The Giants could part ways with Jackrabbit as a means of sending a message to the rest of the team. However, he’s too good. Jenkins is one of the NFL’s best corners when he plays to his potential. The Giants aren’t (or shouldn’t) cut off their nose to spite their face just to make a point.
Offensive lineman John Jerry
Guaranteed 2018 salary: $3,050,000; Bonuses: $800,000 prorated, roster $250,000, workout $25,000; Cap number: $4,125,000; Savings against the cap: $2,525,000; Dead money: $1,600,000
Jerry is the only offensive lineman to start every game for the Giants in each of the last two seasons. He started off slow in 2017 but eventually got it together enough to be a key contributor to the o-line. Jerry’s price tag and durability should mean the Giants will keep him around. If anything, he provides more options along the offensive line, something the Giants needed plenty of last season.
Wide receiver Brandon Marshall
Guaranteed 2018 salary: $5,000,000; Bonuses: $1,000,000 prorated, $500,000 roster; Cap number: $6,156,250; Savings against the cap: $5,156,250, Dead money: $1,000,000
Marshall’s first season with the Giants didn’t go according to plan. He only played in five games with 18 receptions for 154 yards. It was the first time in his career Marshall didn’t score a touchdown in a season. Marshall is third among active players in receiving yards (12,215) and touchdowns (82) He will also be 34 on Mar. 23 and coming off a season-ending ankle injury. The Giants already have Beckham, Evan Engram, and Sterling Shepard. If Marshall does return the Giants, his contract would need to be restructured with money on the back end.

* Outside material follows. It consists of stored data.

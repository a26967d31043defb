/// Adapters module - platform-specific implementations of ports.

pub mod global_clock;
pub mod global_logger;

#[cfg(not(target_arch = "wasm32"))]
pub mod native;
#[cfg(target_arch = "wasm32")]
pub mod wasm;

#[cfg(not(target_arch = "wasm32"))]
pub use native::ConsoleLogger;
#[cfg(target_arch = "wasm32")]
pub use wasm::ConsoleLogger;

pub use global_clock::clock;
pub use global_logger::logger;

use crate::config::BridgeConfig;
use crate::ports::{KeyValueStoragePort, SchedulerPort, StorageEventsPort};
use std::rc::Rc;

/// Default persistent store for the current target.
#[cfg(target_arch = "wasm32")]
pub fn default_storage(_config: &BridgeConfig) -> Rc<dyn KeyValueStoragePort> {
    Rc::new(wasm::LocalStorage::new())
}

/// Default persistent store for the current target.
#[cfg(not(target_arch = "wasm32"))]
pub fn default_storage(config: &BridgeConfig) -> Rc<dyn KeyValueStoragePort> {
    Rc::new(native::FsStorage::new(&config.data_dir))
}

#[cfg(target_arch = "wasm32")]
pub fn default_storage_events() -> Rc<dyn StorageEventsPort> {
    Rc::new(wasm::WindowStorageEvents::new())
}

#[cfg(not(target_arch = "wasm32"))]
pub fn default_storage_events() -> Rc<dyn StorageEventsPort> {
    Rc::new(native::NoopStorageEvents::new())
}

#[cfg(target_arch = "wasm32")]
pub fn default_scheduler() -> Rc<dyn SchedulerPort> {
    Rc::new(wasm::TimeoutScheduler::new())
}

#[cfg(not(target_arch = "wasm32"))]
pub fn default_scheduler() -> Rc<dyn SchedulerPort> {
    Rc::new(native::EventLoop::current())
}
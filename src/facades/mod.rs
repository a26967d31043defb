pub mod native;

#[cfg(target_arch = "wasm32")]
pub mod wasm;
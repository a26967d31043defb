pub mod bridge;
pub mod converters;

pub use bridge::StoreBridge;
use crate::global::window;
use crate::ports::ClockPort;
use web_sys::Performance;

#[derive(Clone, Copy, Default)]
pub struct Clock;

impl Clock {
    pub fn new() -> Self {
        Self
    }

    fn performance(&self) -> Option<Performance> {
        window().ok()?.performance()
    }
}

impl ClockPort for Clock {
    fn now(&self) -> f64 {
        self.performance().map(|perf| perf.now()).unwrap_or(0.0)
    }

    fn is_available(&self) -> bool {
        self.performance().is_some()
    }
}

#[cfg(all(test, target_arch = "wasm32"))]
mod tests {
    use super::*;
    use wasm_bindgen_test::*;

    wasm_bindgen_test_configure!(run_in_browser);

    #[wasm_bindgen_test]
    fn test_clock_available_in_browser() {
        let clock = Clock::new();
        assert!(clock.is_available());
        let t1 = clock.now();
        assert!(clock.now() >= t1);
    }
}
use super::bootstrap;
use super::error::BridgeError;
use super::operations;
use super::subscription::Subscription;
use super::types::{BridgeState, PersistedValue, StorageChange, StorageKey};
use crate::measure::is_debug;
use crate::platform::Platform;
use crate::ports::ApplicationPort;
use once_cell::unsync::OnceCell;
use std::rc::{Rc, Weak};

struct Shared {
    platform: Platform,
    key: StorageKey,
    app: OnceCell<Rc<dyn ApplicationPort>>,
}

impl Shared {
    fn on_local_change(self: &Rc<Self>, value: Option<PersistedValue>) {
        let logger = self.platform.logger();

        match operations::persist(&self.platform, &self.key, value.as_ref()) {
            Ok(()) => {
                if is_debug() {
                    match &value {
                        Some(v) => logger.log(&format!("Stored '{}' ({} bytes)", self.key, v.len())),
                        None => logger.log(&format!("Cleared '{}'", self.key)),
                    }
                }
                self.defer(move |app| app.notify_store_change(value));
            }
            Err(error) => {
                logger.error(&format!("Failed to persist '{}': {error}", self.key));
                self.defer(move |app| app.persistence_unavailable(&error));
            }
        }
    }

    fn on_storage_change(&self, change: &StorageChange) {
        if !change.concerns(&self.key) {
            if is_debug() {
                self.platform.logger().log(&format!(
                    "Ignoring {:?} change to {:?}",
                    change.area, change.key
                ));
            }
            return;
        }

        if let Some(app) = self.app.get() {
            self.platform
                .logger()
                .log(&format!("'{}' changed in another context", self.key));
            app.notify_store_change(change.new_value.clone());
        }
    }

    /// Runs `deliver` against the application on the next scheduler tick,
    /// unless the bridge is gone by then.
    fn defer(self: &Rc<Self>, deliver: impl FnOnce(&dyn ApplicationPort) + 'static) {
        let shared = Rc::downgrade(self);
        self.platform.scheduler().defer(Box::new(move || {
            if let Some(app) = shared.upgrade().and_then(|s| s.app.get().cloned()) {
                deliver(app.as_ref());
            }
        }));
    }
}

/// Relays the application's persisted state to storage and back.
///
/// Lifecycle: `Uninitialized -> Bootstrapping -> Active -> Detached`.
/// `bootstrap` reads the initial value exactly once; `attach` wires both
/// directions and `detach` tears them down for good.
pub struct SyncBridge {
    shared: Rc<Shared>,
    state: BridgeState,
    subscriptions: Vec<Subscription>,
}

impl SyncBridge {
    pub fn new(platform: Platform, key: StorageKey) -> Self {
        Self {
            shared: Rc::new(Shared {
                platform,
                key,
                app: OnceCell::new(),
            }),
            state: BridgeState::Uninitialized,
            subscriptions: Vec::new(),
        }
    }

    pub fn state(&self) -> BridgeState {
        self.state
    }

    pub fn key(&self) -> &StorageKey {
        &self.shared.key
    }

    pub fn platform(&self) -> &Platform {
        &self.shared.platform
    }

    /// True while both directions are wired.
    pub fn is_attached(&self) -> bool {
        !self.subscriptions.is_empty()
    }

    /// Reads the persisted value to hand to the application as its flags.
    pub fn bootstrap(&mut self) -> Result<Option<PersistedValue>, BridgeError> {
        self.transition(BridgeState::Uninitialized, BridgeState::Bootstrapping, "bootstrap")?;
        Ok(bootstrap::load(&self.shared.platform, &self.shared.key))
    }

    /// Subscribes to the application's outbound channel and to other-context
    /// storage changes.
    ///
    /// A platform without storage events leaves the bridge outbound-only.
    pub fn attach(&mut self, app: Rc<dyn ApplicationPort>) -> Result<(), BridgeError> {
        self.transition(BridgeState::Bootstrapping, BridgeState::Active, "attach")?;

        let weak: Weak<Shared> = Rc::downgrade(&self.shared);
        let outbound = app.store_cache().subscribe(move |value| {
            if let Some(shared) = weak.upgrade() {
                shared.on_local_change(value.clone());
            }
        });
        self.subscriptions.push(outbound);

        let weak: Weak<Shared> = Rc::downgrade(&self.shared);
        match self
            .shared
            .platform
            .storage_events()
            .subscribe(Box::new(move |change: &StorageChange| {
                if let Some(shared) = weak.upgrade() {
                    shared.on_storage_change(change);
                }
            })) {
            Ok(inbound) => self.subscriptions.push(inbound),
            Err(e) => self.shared.platform.logger().warn(&format!(
                "Changes from other contexts will not be relayed: {e}"
            )),
        }

        if self.shared.app.set(app).is_err() {
            self.shared
                .platform
                .logger()
                .warn("Application was already attached");
        }
        Ok(())
    }

    /// Persists a local change and schedules its acknowledgment.
    pub fn on_local_change(&self, value: Option<PersistedValue>) {
        if self.state != BridgeState::Active {
            self.ignore_inactive("local change");
            return;
        }
        self.shared.on_local_change(value);
    }

    /// Relays a platform storage change if it concerns this bridge's key.
    pub fn on_storage_change(&self, change: &StorageChange) {
        if self.state != BridgeState::Active {
            self.ignore_inactive("storage change");
            return;
        }
        self.shared.on_storage_change(change);
    }

    /// Stops listening in both directions and ignores direct calls from then
    /// on. Acknowledgments already scheduled are still delivered.
    pub fn detach(&mut self) {
        self.subscriptions.clear();
        self.state = BridgeState::Detached;
    }

    fn transition(
        &mut self,
        from: BridgeState,
        to: BridgeState,
        action: &'static str,
    ) -> Result<(), BridgeError> {
        if self.state != from {
            return Err(BridgeError::InvalidTransition {
                from: self.state.name(),
                action,
            });
        }
        self.state = to;
        Ok(())
    }

    fn ignore_inactive(&self, what: &str) {
        self.shared.platform.logger().warn(&format!(
            "Ignoring {what} while bridge is {}",
            self.state.name()
        ));
    }
}

/// Bootstraps, builds the application from the persisted flags and attaches
/// the bridge to it.
pub fn launch<A, F>(
    platform: Platform,
    key: StorageKey,
    init: F,
) -> Result<(Rc<A>, SyncBridge), BridgeError>
where
    A: ApplicationPort + 'static,
    F: FnOnce(Option<PersistedValue>) -> A,
{
    let mut bridge = SyncBridge::new(platform, key);
    let flags = bridge.bootstrap()?;
    let app = Rc::new(init(flags));
    bridge.attach(app.clone())?;
    Ok((app, bridge))
}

Cornerback Dominique Rodgers-Cromartie
Guaranteed 2018 salary: $6,480,000; Bonuses: $2,000,000 prorated, $20,000 workout; Cap number: $8,500,000; Savings against the cap: $6,500,000; Dead money: $2,000,000
Rodgers-Cromartie had the best of times and worst of times in 2017. When he was on the field, he played well, exactly what you would expect from a savvy veteran. However, Rodgers-Cromartie also bickered with the coaching staff and served a suspension. He was contrite and showed that veteran leadership when Eli Apple started beefing with pretty much everyone.
Rodgers-Cromartie can still play at a high level and will probably benefit from the coaching change. At the same time, he will be 32 on Apr. 7 and the Giants could use the savings from releasing him on other areas of team need.